COLUNA ÉTICA ANIMAL - JUS ANIMALIS
07 DE NOVEMBRO DE 2023
Os caminhos de fé e do amor à vida

A Terra vive uma época de grande ebulição e transformação. O colapso climático somado ao avanço das guerras acelera a destruição planetária. Micheline Coêlho, pesquisadora da USP, aborda a questão dos extremos. Por um lado, as elevadas temperaturas causam incêndios, por outro lado vemos o aumento do frio e das tempestades [1]. São nestes momentos que algumas pessoas se amparam na fé e na espiritualidade na busca de conforto. Por isso, nesta pequena reflexão, vamos pensar a espiritualidade a partir da consideração com os animais não humanos. 

Desde a antiguidade, o pensamento filosófico questiona a nossa relação com as outras espécies. Maria Castro estudou o pitagorismo para pensar a relação entre o vegetarianismo e as suas interfaces com a Ética Animal. Ela escreveu: “Pitágoras […] vedava o consumo de carne a si mesmo e a seus discípulos, pois os animais têm o direito de partilhar conosco a existência” [2]. Na escola filosófica pitagórica havia uma ligação entre os cuidados com o corpo, com a alma e com o pensamento. Para os seus discípulos alcançarem uma elevação de consciência, eles deveriam rever a sua relação, não só com os alimentos, mas com o seu entorno. A autora afirma que: ““Pitágoras ‘não só não consumia carne alguma como também evitava a companhia de açougueiros e caçadores’. Empédocles condenava o consumo de carne veementemente, como próximo ou equivalente ao canibalismo” [3]. 

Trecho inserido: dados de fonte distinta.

use std::collections::BTreeMap;
use std::fmt::{Display, Formatter};
use std::future::Future;
use std::pin::Pin;
use std::sync::Arc;

/// Authentication strategy applied to outgoing HTTP requests.
#[derive(Debug, Clone, PartialEq, Eq)]
pub enum HttpAuth {
    None,
    BearerToken(String),
    Header { name: String, value: String },
}

impl HttpAuth {
    pub fn apply(&self, headers: &mut BTreeMap<String, String>) {
        match self {
            Self::None => {}
            Self::BearerToken(token) => {
                headers.insert(String::from("authorization"), format!("Bearer {token}"));
            }
            Self::Header { name, value } => {
                headers.insert(name.to_ascii_lowercase(), value.clone());
            }
        }
    }
}

/// Outbound GET request envelope used by the report client.
#[derive(Debug, Clone, PartialEq, Eq)]
pub struct HttpRequest {
    pub url: String,
    pub headers: BTreeMap<String, String>,
    pub timeout_ms: u64,
}

impl HttpRequest {
    pub fn get(url: impl Into<String>) -> Self {
        Self {
            url: url.into(),
            headers: BTreeMap::new(),
            timeout_ms: 30_000,
        }
    }

    pub fn with_header(mut self, name: impl Into<String>, value: impl Into<String>) -> Self {
        self.headers
            .insert(name.into().to_ascii_lowercase(), value.into());
        self
    }

    pub fn with_auth(mut self, auth: &HttpAuth) -> Self {
        auth.apply(&mut self.headers);
        self
    }

    pub fn with_timeout_ms(mut self, timeout_ms: u64) -> Self {
        self.timeout_ms = timeout_ms;
        self
    }
}

/// HTTP response envelope returned by a transport.
#[derive(Debug, Clone, PartialEq, Eq)]
pub struct HttpResponse {
    pub status: u16,
    pub body: String,
}

impl HttpResponse {
    pub fn ok_json(body: impl Into<String>) -> Self {
        Self {
            status: 200,
            body: body.into(),
        }
    }

    pub fn with_status(status: u16, body: impl Into<String>) -> Self {
        Self {
            status,
            body: body.into(),
        }
    }

    pub const fn is_success(&self) -> bool {
        self.status >= 200 && self.status < 300
    }
}

/// Transport-level HTTP error: the request produced no response at all.
#[derive(Debug, Clone, PartialEq, Eq)]
pub struct HttpError {
    message: String,
}

impl HttpError {
    pub fn new(message: impl Into<String>) -> Self {
        Self {
            message: message.into(),
        }
    }

    pub fn message(&self) -> &str {
        &self.message
    }
}

impl Display for HttpError {
    fn fmt(&self, f: &mut Formatter<'_>) -> std::fmt::Result {
        f.write_str(&self.message)
    }
}

impl std::error::Error for HttpError {}

/// Transport contract behind the report client.
pub trait HttpClient: Send + Sync {
    fn execute<'a>(
        &'a self,
        request: HttpRequest,
    ) -> Pin<Box<dyn Future<Output = Result<HttpResponse, HttpError>> + Send + 'a>>;
}

/// Default no-op transport for deterministic offline tests.
#[derive(Debug, Default)]
pub struct NoopHttpClient;

impl HttpClient for NoopHttpClient {
    fn execute<'a>(
        &'a self,
        request: HttpRequest,
    ) -> Pin<Box<dyn Future<Output = Result<HttpResponse, HttpError>> + Send + 'a>> {
        let _ = request;
        Box::pin(async move { Ok(HttpResponse::ok_json("{}")) })
    }
}

/// Production transport backed by reqwest.
#[derive(Debug, Clone)]
pub struct ReqwestHttpClient {
    client: Arc<reqwest::Client>,
}

impl ReqwestHttpClient {
    pub fn new() -> Self {
        Self {
            client: Arc::new(
                reqwest::Client::builder()
                    .user_agent("attrix/0.1.0")
                    .build()
                    .unwrap_or_else(|_| reqwest::Client::new()),
            ),
        }
    }

    pub fn with_client(client: reqwest::Client) -> Self {
        Self {
            client: Arc::new(client),
        }
    }
}

impl Default for ReqwestHttpClient {
    fn default() -> Self {
        Self::new()
    }
}

impl HttpClient for ReqwestHttpClient {
    fn execute<'a>(
        &'a self,
        request: HttpRequest,
    ) -> Pin<Box<dyn Future<Output = Result<HttpResponse, HttpError>> + Send + 'a>> {
        Box::pin(async move {
            let mut builder = self
                .client
                .get(&request.url)
                .timeout(std::time::Duration::from_millis(request.timeout_ms));

            for (name, value) in &request.headers {
                builder = builder.header(name, value);
            }

            let response = builder.send().await.map_err(|e| {
                if e.is_timeout() {
                    HttpError::new(format!("request timeout: {e}"))
                } else if e.is_connect() {
                    HttpError::new(format!("connection failed: {e}"))
                } else {
                    HttpError::new(format!("request failed: {e}"))
                }
            })?;

            let status = response.status().as_u16();
            let body = response
                .text()
                .await
                .map_err(|e| HttpError::new(format!("failed to read response body: {e}")))?;

            Ok(HttpResponse { status, body })
        })
    }
}

#[cfg(test)]
mod tests {
    use super::*;

    #[test]
    fn bearer_auth_populates_authorization_header() {
        let request = HttpRequest::get("https://example.test/report")
            .with_auth(&HttpAuth::BearerToken(String::from("token-123")));

        assert_eq!(
            request.headers.get("authorization").map(String::as_str),
            Some("Bearer token-123")
        );
    }

    #[test]
    fn header_names_are_lowercased() {
        let request = HttpRequest::get("https://example.test/report").with_auth(&HttpAuth::Header {
            name: String::from("X-API-Key"),
            value: String::from("demo"),
        });

        assert_eq!(
            request.headers.get("x-api-key").map(String::as_str),
            Some("demo")
        );
    }

    #[test]
    fn success_covers_the_2xx_range_only() {
        assert!(HttpResponse::ok_json("{}").is_success());
        assert!(HttpResponse::with_status(204, "").is_success());
        assert!(!HttpResponse::with_status(302, "").is_success());
        assert!(!HttpResponse::with_status(500, "oops").is_success());
    }
}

A escola pitagórica serviu como modelo na modernidade para pensar a relação entre a alimentação vegetariana e a busca espiritual como contrapartida aos modelos competitivos e predatórios da industrialização e do capitalismo, baseados na exploração massificada. Para Frans de Waal: “muitos animais sobrevivem cooperando e compartilhando os recursos, e não aniquilando-se uns aos outros ou conservando tudo para si mesmo” [4]. Este senso de cooperação e de compartilhamento, baseado na observação sistemática das outras espécies, pode nos servir de bússola para a construção de caminhos alternativos ao do capitalismo e do imperialismo. A humanidade poderá ganhar muito se começar a observar a vida planetária, não mais sob o prisma da exploração e do acúmulo de recursos, mas sob a ótica da solidariedade e da empatia.

Algumas religiões servem ao modelo predatório ao impor a sua fé e instigar o ódio e o desprezo às pessoas que não pactuam da mesma crença. O que esperar destas vertentes religiosas com relação aos animais não humanos? Muitas tradições ainda cultuam o sacrifício animal em suas festas tradicionais. Muitos cultos são banhados de sangue inocente e de banquetes onde servem os corpos imolados. Neste sentido, a escola pitagórica colocava a prova a questão espiritual: como buscar um caminho de fé, de paz e de fraternidade banhando-se do sangue inocente? Como vimos, para Pitágoras, nem mesmo a companhia de açougueiros e de caçadores era indicada, já que suas escolhas andavam em sentido oposto. Trata-se de uma questão de coerência entre o pensamento e a ação. 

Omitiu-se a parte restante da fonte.